What constitutes a default of other material agreements for a Fat Shack franchisee?
Fat_Shack Franchise · 2025 FDDAnswer from 2025 FDD Document
- p. Default of Other Material Agreements.
If Franchisee loses the right to occupy the FAT SHACK Restaurant's premises because of a default under Franchisee's lease, or defaults under any other agreement related to use or operation of the FAT SHACK Restaurant, or defaults under the terms of any other Franchise Agreement or other agreement between FSI and Franchisee and fails to cure such default under any applicable cure period.
Source: Item 23 — Receipts (FDD pages 53–223)
What This Means (2025 FDD)
According to Fat Shack's 2025 Franchise Disclosure Document, a franchisee can be in default of other material agreements if they lose the right to occupy the Fat Shack restaurant's premises due to a default under their lease. This also applies if the franchisee defaults under any other agreement related to the use or operation of the Fat Shack restaurant. Furthermore, a default occurs if the franchisee defaults under the terms of any other Franchise Agreement or any other agreement between Fat Shack and the franchisee, and fails to cure such default within any applicable cure period.
In practical terms, this means a Fat Shack franchisee must maintain compliance with all agreements related to their franchise, not just the primary Franchise Agreement. This includes lease agreements for the restaurant location, any financing agreements, and any other contracts with Fat Shack or its affiliates. Failure to meet the obligations in these agreements can trigger a default, even if the franchisee is otherwise in good standing under the Franchise Agreement.

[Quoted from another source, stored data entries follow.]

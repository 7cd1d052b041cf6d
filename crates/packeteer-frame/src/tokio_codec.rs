//! Frame codec for `tokio_util::codec::{FramedRead, FramedWrite}`.

use std::io::Cursor;

use bytes::{Buf, BytesMut};
use packeteer_transport::SeekMark;
use tokio_util::codec::{Decoder, Encoder};

use crate::codec::{Frame, FrameConfig, MAGIC};
use crate::error::FrameError;
use crate::reader::FrameReader;

/// Async adapter over the blocking frame scanner.
///
/// Each decode scans the buffered bytes with the same resynchronizing logic
/// as [`FrameReader`]. Bytes that can no longer start a frame are dropped
/// from the buffer; an incomplete frame stays buffered from its magic on.
///
/// Only [`FrameConfig::max_payload`] applies when encoding. A [`Frame`]
/// carries its own flags and timestamp, so `config.flags` is not stamped.
#[derive(Debug, Clone, Default)]
pub struct FrameCodec {
    config: FrameConfig,
}

enum Scan {
    Frame(Frame),
    /// More bytes are needed. `partial` is set when a frame was cut short.
    NeedMore { partial: bool },
}

impl FrameCodec {
    /// Create a codec with default configuration.
    pub fn new() -> Self {
        Self::default()
    }

    /// Create a codec with explicit configuration.
    pub fn with_config(config: FrameConfig) -> Self {
        Self { config }
    }

    /// Current codec configuration.
    pub fn config(&self) -> &FrameConfig {
        &self.config
    }

    fn scan(&self, src: &mut BytesMut) -> Result<Scan, FrameError> {
        let mut reader = FrameReader::new(SeekMark::new(Cursor::new(&src[..])))?;
        let outcome = reader.read_frame();
        let position = usize::try_from(reader.get_ref().get_ref().position())
            .unwrap_or(src.len())
            .min(src.len());

        match outcome {
            Ok(frame) => {
                src.advance(position);
                Ok(Scan::Frame(frame))
            }
            Err(FrameError::EndOfStream) => {
                // Keep a tail long enough to hold a split magic.
                src.advance(src.len().saturating_sub(MAGIC.len() - 1));
                Ok(Scan::NeedMore { partial: false })
            }
            Err(FrameError::Truncated) => {
                // The scanner rewound to just after the magic.
                src.advance(position.saturating_sub(MAGIC.len()));
                src.reserve(crate::codec::MARK_LIMIT.saturating_sub(src.len()));
                Ok(Scan::NeedMore { partial: true })
            }
            Err(err) => Err(err),
        }
    }
}

impl Decoder for FrameCodec {
    type Item = Frame;
    type Error = FrameError;

    fn decode(&mut self, src: &mut BytesMut) -> Result<Option<Frame>, FrameError> {
        match self.scan(src)? {
            Scan::Frame(frame) => Ok(Some(frame)),
            Scan::NeedMore { .. } => Ok(None),
        }
    }

    fn decode_eof(&mut self, src: &mut BytesMut) -> Result<Option<Frame>, FrameError> {
        match self.scan(src)? {
            Scan::Frame(frame) => Ok(Some(frame)),
            Scan::NeedMore { partial: true } => {
                src.clear();
                Err(FrameError::Truncated)
            }
            Scan::NeedMore { partial: false } => {
                src.clear();
                Ok(None)
            }
        }
    }
}

impl Encoder<Frame> for FrameCodec {
    type Error = FrameError;

    fn encode(&mut self, frame: Frame, dst: &mut BytesMut) -> Result<(), FrameError> {
        let max = self.config.max_payload();
        if frame.payload.len() > max {
            return Err(FrameError::PayloadTooLarge {
                size: frame.payload.len(),
                max,
            });
        }
        frame.encode(dst)
    }
}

The FDD highlights the importance of carefully managing all contractual obligations associated with the Fat Shack franchise. A franchisee should ensure they understand the terms of all agreements and have systems in place to meet their obligations. The franchisee should pay close attention to cure periods, as failure to cure a default within the specified time can lead to termination of the Franchise Agreement. This cross-default provision is a significant risk factor for franchisees, as a problem in one area of their business can quickly escalate and jeopardize their entire investment with Fat Shack.